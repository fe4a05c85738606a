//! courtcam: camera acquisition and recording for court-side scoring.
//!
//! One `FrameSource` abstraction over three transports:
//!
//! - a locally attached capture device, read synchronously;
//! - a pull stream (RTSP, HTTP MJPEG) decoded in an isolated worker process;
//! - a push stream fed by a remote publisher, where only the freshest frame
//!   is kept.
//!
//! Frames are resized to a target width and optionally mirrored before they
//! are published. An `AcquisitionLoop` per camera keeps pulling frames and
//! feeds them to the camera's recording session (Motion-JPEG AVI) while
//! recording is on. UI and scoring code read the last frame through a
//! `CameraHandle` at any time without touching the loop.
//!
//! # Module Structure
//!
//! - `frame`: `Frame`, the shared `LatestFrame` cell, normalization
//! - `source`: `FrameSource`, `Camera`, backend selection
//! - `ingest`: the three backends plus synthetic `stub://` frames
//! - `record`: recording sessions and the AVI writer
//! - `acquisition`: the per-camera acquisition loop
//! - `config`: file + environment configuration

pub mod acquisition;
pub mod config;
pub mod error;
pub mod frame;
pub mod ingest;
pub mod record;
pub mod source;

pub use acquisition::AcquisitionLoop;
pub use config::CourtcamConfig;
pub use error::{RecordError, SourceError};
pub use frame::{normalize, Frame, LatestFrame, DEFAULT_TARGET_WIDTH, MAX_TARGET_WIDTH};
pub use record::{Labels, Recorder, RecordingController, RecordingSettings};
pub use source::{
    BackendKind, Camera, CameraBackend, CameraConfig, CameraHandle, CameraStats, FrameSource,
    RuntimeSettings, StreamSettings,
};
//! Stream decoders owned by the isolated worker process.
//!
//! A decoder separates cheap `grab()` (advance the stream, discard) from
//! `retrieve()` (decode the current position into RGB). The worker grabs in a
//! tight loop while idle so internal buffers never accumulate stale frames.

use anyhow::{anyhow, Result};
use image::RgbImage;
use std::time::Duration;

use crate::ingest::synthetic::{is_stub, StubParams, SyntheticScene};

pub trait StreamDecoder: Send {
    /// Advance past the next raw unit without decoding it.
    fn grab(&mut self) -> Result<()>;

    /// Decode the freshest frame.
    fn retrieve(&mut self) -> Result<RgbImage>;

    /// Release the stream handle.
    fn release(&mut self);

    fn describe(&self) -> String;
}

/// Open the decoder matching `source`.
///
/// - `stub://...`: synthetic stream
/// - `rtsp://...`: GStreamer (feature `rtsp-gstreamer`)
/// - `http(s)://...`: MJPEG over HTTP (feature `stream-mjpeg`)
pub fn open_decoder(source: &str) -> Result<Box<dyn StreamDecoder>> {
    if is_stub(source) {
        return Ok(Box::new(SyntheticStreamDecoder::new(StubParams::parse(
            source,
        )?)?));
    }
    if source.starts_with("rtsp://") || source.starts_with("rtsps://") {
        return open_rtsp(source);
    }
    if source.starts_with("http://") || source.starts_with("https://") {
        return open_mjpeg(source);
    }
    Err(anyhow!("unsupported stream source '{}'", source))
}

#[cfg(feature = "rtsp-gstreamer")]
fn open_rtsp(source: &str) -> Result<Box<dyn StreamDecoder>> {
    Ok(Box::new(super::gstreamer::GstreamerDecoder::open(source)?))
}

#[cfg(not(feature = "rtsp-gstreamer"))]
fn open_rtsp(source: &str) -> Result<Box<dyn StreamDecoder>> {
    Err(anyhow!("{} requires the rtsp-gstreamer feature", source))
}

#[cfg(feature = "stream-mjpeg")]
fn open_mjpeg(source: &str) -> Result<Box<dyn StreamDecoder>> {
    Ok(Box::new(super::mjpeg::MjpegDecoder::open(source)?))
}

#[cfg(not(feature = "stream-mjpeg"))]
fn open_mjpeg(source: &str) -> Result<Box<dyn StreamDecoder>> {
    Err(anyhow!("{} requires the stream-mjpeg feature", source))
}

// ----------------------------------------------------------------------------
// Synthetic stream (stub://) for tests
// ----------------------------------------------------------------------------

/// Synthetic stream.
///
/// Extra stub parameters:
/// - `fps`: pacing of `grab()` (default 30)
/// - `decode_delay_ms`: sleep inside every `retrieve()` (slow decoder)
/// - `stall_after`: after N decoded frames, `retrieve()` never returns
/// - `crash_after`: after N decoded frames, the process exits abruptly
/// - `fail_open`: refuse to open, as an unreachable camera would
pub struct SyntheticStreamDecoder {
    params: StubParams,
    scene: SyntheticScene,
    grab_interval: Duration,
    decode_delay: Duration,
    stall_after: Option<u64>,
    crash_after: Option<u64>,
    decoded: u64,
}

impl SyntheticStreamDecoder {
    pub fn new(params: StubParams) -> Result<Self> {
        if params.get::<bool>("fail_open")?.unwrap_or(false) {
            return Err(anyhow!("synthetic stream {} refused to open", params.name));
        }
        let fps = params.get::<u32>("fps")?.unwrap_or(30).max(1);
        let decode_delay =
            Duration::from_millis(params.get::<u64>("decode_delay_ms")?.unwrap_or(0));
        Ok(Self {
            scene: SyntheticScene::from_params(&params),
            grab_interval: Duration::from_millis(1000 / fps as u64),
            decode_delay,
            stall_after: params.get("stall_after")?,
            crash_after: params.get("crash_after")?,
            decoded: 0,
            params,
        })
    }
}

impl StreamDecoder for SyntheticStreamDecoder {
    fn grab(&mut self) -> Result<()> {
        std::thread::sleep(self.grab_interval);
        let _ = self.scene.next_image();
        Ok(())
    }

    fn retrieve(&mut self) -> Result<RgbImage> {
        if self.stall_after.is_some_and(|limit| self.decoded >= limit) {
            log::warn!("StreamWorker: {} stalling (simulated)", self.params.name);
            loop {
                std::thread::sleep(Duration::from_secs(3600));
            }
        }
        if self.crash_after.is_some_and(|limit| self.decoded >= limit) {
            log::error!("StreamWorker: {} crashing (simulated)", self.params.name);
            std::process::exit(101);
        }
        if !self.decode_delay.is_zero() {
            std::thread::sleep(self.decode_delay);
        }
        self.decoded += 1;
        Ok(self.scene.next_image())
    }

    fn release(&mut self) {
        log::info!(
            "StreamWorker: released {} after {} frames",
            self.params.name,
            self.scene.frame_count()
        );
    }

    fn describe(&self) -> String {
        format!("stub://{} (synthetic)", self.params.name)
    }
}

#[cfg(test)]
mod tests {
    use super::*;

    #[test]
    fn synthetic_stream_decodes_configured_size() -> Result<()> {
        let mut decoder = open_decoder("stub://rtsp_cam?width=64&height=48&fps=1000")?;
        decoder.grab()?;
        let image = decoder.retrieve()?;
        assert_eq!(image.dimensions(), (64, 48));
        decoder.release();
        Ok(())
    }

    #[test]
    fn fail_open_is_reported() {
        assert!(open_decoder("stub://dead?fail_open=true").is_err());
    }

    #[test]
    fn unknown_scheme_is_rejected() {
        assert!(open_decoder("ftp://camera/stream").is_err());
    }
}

^^^^^^^^

▶ _YOUR GOAL_
Write out the complete listing above, exactly as it reads.

▶ _ANSWER BOX_
repository fe4a05c85738606a
//! courtcam: camera acquisition and recording for court-side scoring.
//!
//! One `FrameSource` abstraction over three transports:
//!
//! - a locally attached capture device, read synchronously;
//! - a pull stream (RTSP, HTTP MJPEG) decoded in an isolated worker process;
//! - a push stream fed by a remote publisher, where only the freshest frame
//!   is kept.
//!
//! Frames are resized to a target width and optionally mirrored before they
//! are published. An `AcquisitionLoop` per camera keeps pulling frames and
//! feeds them to the camera's recording session (Motion-JPEG AVI) while
//! recording is on. UI and scoring code read the last frame through a
//! `CameraHandle` at any time without touching the loop.
//!
//! # Module Structure
//!
//! - `frame`: `Frame`, the shared `LatestFrame` cell, normalization
//! - `source`: `FrameSource`, `Camera`, backend selection
//! - `ingest`: the three backends plus synthetic `stub://` frames
//! - `record`: recording sessions and the AVI writer
//! - `acquisition`: the per-camera acquisition loop
//! - `config`: file + environment configuration

pub mod acquisition;
pub mod config;
pub mod error;
pub mod frame;
pub mod ingest;
pub mod record;
pub mod source;

pub use acquisition::AcquisitionLoop;
pub use config::CourtcamConfig;
pub use error::{RecordError, SourceError};
pub use frame::{normalize, Frame, LatestFrame, DEFAULT_TARGET_WIDTH, MAX_TARGET_WIDTH};
pub use record::{Labels, Recorder, RecordingController, RecordingSettings};
pub use source::{
    BackendKind, Camera, CameraBackend, CameraConfig, CameraHandle, CameraStats, FrameSource,
    RuntimeSettings, StreamSettings,
};
//! Stream decoders owned by the isolated worker process.
//!
//! A decoder separates cheap `grab()` (advance the stream, discard) from
//! `retrieve()` (decode the current position into RGB). The worker grabs in a
//! tight loop while idle so internal buffers never accumulate stale frames.

use anyhow::{anyhow, Result};
use image::RgbImage;
use std::time::Duration;

use crate::ingest::synthetic::{is_stub, StubParams, SyntheticScene};

pub trait StreamDecoder: Send {
    /// Advance past the next raw unit without decoding it.
    fn grab(&mut self) -> Result<()>;

    /// Decode the freshest frame.
    fn retrieve(&mut self) -> Result<RgbImage>;

    /// Release the stream handle.
    fn release(&mut self);

    fn describe(&self) -> String;
}

/// Open the decoder matching `source`.
///
/// - `stub://...`: synthetic stream
/// - `rtsp://...`: GStreamer (feature `rtsp-gstreamer`)
/// - `http(s)://...`: MJPEG over HTTP (feature `stream-mjpeg`)
pub fn open_decoder(source: &str) -> Result<Box<dyn StreamDecoder>> {
    if is_stub(source) {
        return Ok(Box::new(SyntheticStreamDecoder::new(StubParams::parse(
            source,
        )?)?));
    }
    if source.starts_with("rtsp://") || source.starts_with("rtsps://") {
        return open_rtsp(source);
    }
    if source.starts_with("http://") || source.starts_with("https://") {
        return open_mjpeg(source);
    }
    Err(anyhow!("unsupported stream source '{}'", source))
}

#[cfg(feature = "rtsp-gstreamer")]
fn open_rtsp(source: &str) -> Result<Box<dyn StreamDecoder>> {
    Ok(Box::new(super::gstreamer::GstreamerDecoder::open(source)?))
}

#[cfg(not(feature = "rtsp-gstreamer"))]
fn open_rtsp(source: &str) -> Result<Box<dyn StreamDecoder>> {
    Err(anyhow!("{} requires the rtsp-gstreamer feature", source))
}

#[cfg(feature = "stream-mjpeg")]
fn open_mjpeg(source: &str) -> Result<Box<dyn StreamDecoder>> {
    Ok(Box::new(super::mjpeg::MjpegDecoder::open(source)?))
}

#[cfg(not(feature = "stream-mjpeg"))]
fn open_mjpeg(source: &str) -> Result<Box<dyn StreamDecoder>> {
    Err(anyhow!("{} requires the stream-mjpeg feature", source))
}

// ----------------------------------------------------------------------------
// Synthetic stream (stub://) for tests
// ----------------------------------------------------------------------------

/// Synthetic stream.
///
/// Extra stub parameters:
/// - `fps`: pacing of `grab()` (default 30)
/// - `decode_delay_ms`: sleep inside every `retrieve()` (slow decoder)
/// - `stall_after`: after N decoded frames, `retrieve()` never returns
/// - `crash_after`: after N decoded frames, the process exits abruptly
/// - `fail_open`: refuse to open, as an unreachable camera would
pub struct SyntheticStreamDecoder {
    params: StubParams,
    scene: SyntheticScene,
    grab_interval: Duration,
    decode_delay: Duration,
    stall_after: Option<u64>,
    crash_after: Option<u64>,
    decoded: u64,
}

impl SyntheticStreamDecoder {
    pub fn new(params: StubParams) -> Result<Self> {
        if params.get::<bool>("fail_open")?.unwrap_or(false) {
            return Err(anyhow!("synthetic stream {} refused to open", params.name));
        }
        let fps = params.get::<u32>("fps")?.unwrap_or(30).max(1);
        let decode_delay =
            Duration::from_millis(params.get::<u64>("decode_delay_ms")?.unwrap_or(0));
        Ok(Self {
            scene: SyntheticScene::from_params(&params),
            grab_interval: Duration::from_millis(1000 / fps as u64),
            decode_delay,
            stall_after: params.get("stall_after")?,
            crash_after: params.get("crash_after")?,
            decoded: 0,
            params,
        })
    }
}

impl StreamDecoder for SyntheticStreamDecoder {
    fn grab(&mut self) -> Result<()> {
        std::thread::sleep(self.grab_interval);
        let _ = self.scene.next_image();
        Ok(())
    }

    fn retrieve(&mut self) -> Result<RgbImage> {
        if self.stall_after.is_some_and(|limit| self.decoded >= limit) {
            log::warn!("StreamWorker: {} stalling (simulated)", self.params.name);
            loop {
                std::thread::sleep(Duration::from_secs(3600));
            }
        }
        if self.crash_after.is_some_and(|limit| self.decoded >= limit) {
            log::error!("StreamWorker: {} crashing (simulated)", self.params.name);
            std::process::exit(101);
        }
        if !self.decode_delay.is_zero() {
            std::thread::sleep(self.decode_delay);
        }
        self.decoded += 1;
        Ok(self.scene.next_image())
    }

    fn release(&mut self) {
        log::info!(
            "StreamWorker: released {} after {} frames",
            self.params.name,
            self.scene.frame_count()
        );
    }

    fn describe(&self) -> String {
        format!("stub://{} (synthetic)", self.params.name)
    }
}

#[cfg(test)]
mod tests {
    use super::*;

    #[test]
    fn synthetic_stream_decodes_configured_size() -> Result<()> {
        let mut decoder = open_decoder("stub://rtsp_cam?width=64&height=48&fps=1000")?;
        decoder.grab()?;
        let image = decoder.retrieve()?;
        assert_eq!(image.dimensions(), (64, 48));
        decoder.release();
        Ok(())
    }

    #[test]
    fn fail_open_is_reported() {
        assert!(open_decoder("stub://dead?fail_open=true").is_err());
    }

    #[test]
    fn unknown_scheme_is_rejected() {
        assert!(open_decoder("ftp://camera/stream").is_err());
    }
}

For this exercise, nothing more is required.